I cannot agree with this. Embedded in this argument is the idea that syntactic specialization towards pedagogy is a worthwhile goal rather than ramping up a pupil towards where they'd be able to function independently as a software engineer by giving them a solid theoretical and applied foundation.

Part of being an engineer is learning how the quirks of the language evolved, the history of how it got to be that way, and what it means in terms of the long term evolution of the language and ecosystem as collectively reasoned through by the eyes of skilled practitioners. You get to see the decision making process of language design, and how the plan became a prototype became a battle hardened tool that can adequately work in a variety of real situations, well enough to gain a significant plurality (or mindshare) for a specific real world use case.

Just because studying Latin is useful for understanding English at a deeper level doesn't mean it's a good idea to learn Latin before learning english. It doesn't change the fact that a) immersion is the best way to build fluency, and b) fluency is the goal, does it? What makes programming languages any different?

2 comments

So, I'm thinking from an introduction in an academic setting, some people (in my limited teaching experience, most people) aren't planning to go on to become software developers - they just need some background for what they're actually studying. You're not being a strictly vocational trainer, and you're starting people from "this is a variable, this is an if" and getting them to "this is a sorting algorithm, this is a tree." I.e. the foundations of programming.
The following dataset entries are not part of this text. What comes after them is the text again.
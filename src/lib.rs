//! # rtplot-rs: real-time x/y streaming
//!
//! Streams incrementally produced (x, y) samples from a producer process to a
//! consumer process, which keeps them in a fixed-capacity rolling window for a
//! renderer to snapshot. Remote procedure calls share the same connection.
//!
//! ## Architecture
//!
//! - **Buffer**: [`RingBuffer`] pairs behind one mutex ([`SharedXyBuffers`])
//! - **Protocol**: handshake, then length-prefixed opcode frames
//! - **RPC**: request ids, caller futures, and a registered command table
//! - **Transport**: non-blocking TCP with readiness polling and reconnect
//! - **Event loop**: one thread per loop stepping cooperative [`Worker`]s
//! - **Manager**: spawns consumers and identifies them as they dial back
//!
//! ## Example
//!
//! ```ignore
//! use rtplot_rs::{
//!     config::AppConfig,
//!     event_loop::EventLoop,
//!     manager::{CommandSpawner, ConnectionManager},
//! };
//!
//! let config = AppConfig::load_or_default(None)?;
//! let mut manager = ConnectionManager::bind(config.clone())?;
//! let spawner = CommandSpawner::from_config(&config.manager)?;
//!
//! let connection = manager.spawn_consumer(&spawner)?;
//! let (producer, worker) = manager.open_stream(connection)?;
//!
//! let event_loop = EventLoop::spawn("producer", &config.event_loop)?;
//! event_loop.add(worker)?;
//!
//! producer.put_numeric_x_list_y_list(&[0.0, 1.0], &[0.5, 0.7])?;
//! let n: usize = producer
//!     .call("echo_len", vec!["hello".into()])?
//!     .wait_as(std::time::Duration::from_secs(1))?;
//! producer.close()?;
//! ```

pub mod buffer;
pub mod config;
pub mod error;
pub mod event_loop;
pub mod manager;
pub mod protocol;
pub mod rpc;
pub mod transport;
pub mod workers;

// Re-export commonly used types
pub use buffer::{RingBuffer, SharedXyBuffers, XyBuffers};
pub use config::AppConfig;
pub use error::{Result, RtPlotError};
pub use event_loop::{EventLoop, StepOutcome, Worker};
pub use protocol::{Dtype, Message, Opcode};
pub use rpc::{RpcError, RpcFuture};
pub use transport::Transport;
pub use workers::{ConsumerPump, Producer, ProducerWorker};
//! Producer demo: spawns a consumer, streams a waveform and issues RPCs

use anyhow::Context;
use clap::Parser;
use rtplot_rs::{
    config::AppConfig,
    event_loop::EventLoop,
    manager::{CommandSpawner, ConnectionManager},
    protocol::Dtype,
};
use std::path::PathBuf;
use std::time::Duration;
use tracing_subscriber::{layer::SubscriberExt, util::SubscriberInitExt, EnvFilter};

const RPC_TIMEOUT: Duration = Duration::from_secs(5);

#[derive(Debug, Parser)]
#[command(name = "rtplot-demo", about = "Stream a sine wave to a spawned rtplot-rs consumer")]
struct DemoArgs {
    /// Total samples to send
    #[arg(long, default_value_t = 5000)]
    points: usize,

    /// Samples per message
    #[arg(long, default_value_t = 250)]
    batch: usize,

    /// Consumer window size
    #[arg(long)]
    capacity: Option<usize>,

    #[arg(long)]
    dtype: Option<Dtype>,

    /// Consumer executable
    #[arg(long)]
    consumer: Option<PathBuf>,

    #[arg(long)]
    config: Option<PathBuf>,
}

fn main() -> anyhow::Result<()> {
    tracing_subscriber::registry()
        .with(
            EnvFilter::try_from_default_env()
                .unwrap_or_else(|_| EnvFilter::new("info,rtplot_rs=debug")),
        )
        .with(tracing_subscriber::fmt::layer())
        .init();

    let args = DemoArgs::parse();
    let mut config = AppConfig::load_or_default(args.config.as_deref())?;
    if let Some(capacity) = args.capacity {
        config.stream.capacity = capacity;
    }
    if let Some(dtype) = args.dtype {
        config.stream.dtype = dtype;
    }
    if let Some(program) = args.consumer {
        config.manager.consumer_program = Some(program);
    }
    config.validate()?;

    let spawner = CommandSpawner::from_config(&config.manager)?;
    let mut manager = ConnectionManager::bind(config.clone())?;
    let connection = manager
        .spawn_consumer(&spawner)
        .with_context(|| format!("Failed to start {}", spawner.program().display()))?;
    let (producer, worker) = manager.open_stream(connection)?;

    let event_loop = EventLoop::spawn("rtplot-producer", &config.event_loop)?;
    event_loop.add(worker)?;

    producer.put_xy(0.0, 0.0)?;
    let batch = args.batch.max(1);
    let mut sent = 1;
    while sent < args.points {
        let n = batch.min(args.points - sent);
        let xs: Vec<f64> = (sent..sent + n).map(|i| i as f64 * 0.01).collect();
        let ys: Vec<f64> = xs.iter().map(|x| x.sin()).collect();
        producer.put_numeric_x_list_y_list(&xs, &ys)?;
        sent += n;
        std::thread::sleep(Duration::from_millis(10));
    }
    tracing::info!("Queued {} samples", sent);

    let len: usize = producer
        .call("echo_len", vec!["hello".into()])?
        .wait_as(RPC_TIMEOUT)?;
    tracing::info!("echo_len(\"hello\") = {}", len);

    let count: usize = producer.call("point_count", vec![])?.wait_as(RPC_TIMEOUT)?;
    tracing::info!("Consumer holds {} points", count);

    match producer.call("no_such_method", vec![])?.wait_timeout(RPC_TIMEOUT) {
        Ok(value) => tracing::warn!("Unexpected success: {}", value),
        Err(e) => tracing::info!("Unknown method rejected: {}", e),
    }

    producer.close()?;
    if !event_loop.wait_until_empty(Duration::from_secs(10)) {
        tracing::warn!("Producer worker still running after close");
    }
    event_loop.shutdown();

    for (name, code) in manager.wait_all()? {
        tracing::info!("Consumer {} exited with {:?}", name, code);
    }
    Ok(())
}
At this stage, keeping people away from excessive boilerplate ("public static void main" is confusing), libraries apart from something that makes the teaching process easier, version control, and so on all contributes to teaching the programming process, which is hard enough as it is.

By all means, introduce those things when they get to software engineering, but by that stage the need for a foundational language has passed and people should be able to pick and learn whatever languages or other tools suit their specific needs.

> Just because studying Latin is useful for understanding English at a deeper level doesn't mean it's a good idea to learn Latin before learning english.

The flaw with this analogy is that it's not about "at a deeper level", it's more like learning simple English and not getting bogged down with subjunctives and constructions like "I had had a hotdog", as those can come later and aren't important right now.

In an educational setting you need to be clear whether you're talking about Computer _Science_, _Engineering_ or trade. There is value in all 3 approaches but don't make the mistake of thinking they're all the same.

Using the term "foundational language" makes me think Science, which has very little overlap with the trade approach. An engineering approach stands somewhere in between, but still has very different objectives than science.

> There is value in all 3 approaches but don't make the mistake of thinking they're all the same.

I respectfully disagree, and would gladly take the counterpoint to that argument. You will find the intersection of the three inside of many real world engineering problems. On the contrary, I am skeptical of the idea that applications in any one particular area don't have corresponding mirror images in the other two. Based on achievements in all three (research, engineering and trade), it is my opinionated belief that a focus on the intersection is where you create compounding value. I would love to hear a compelling counter-argument.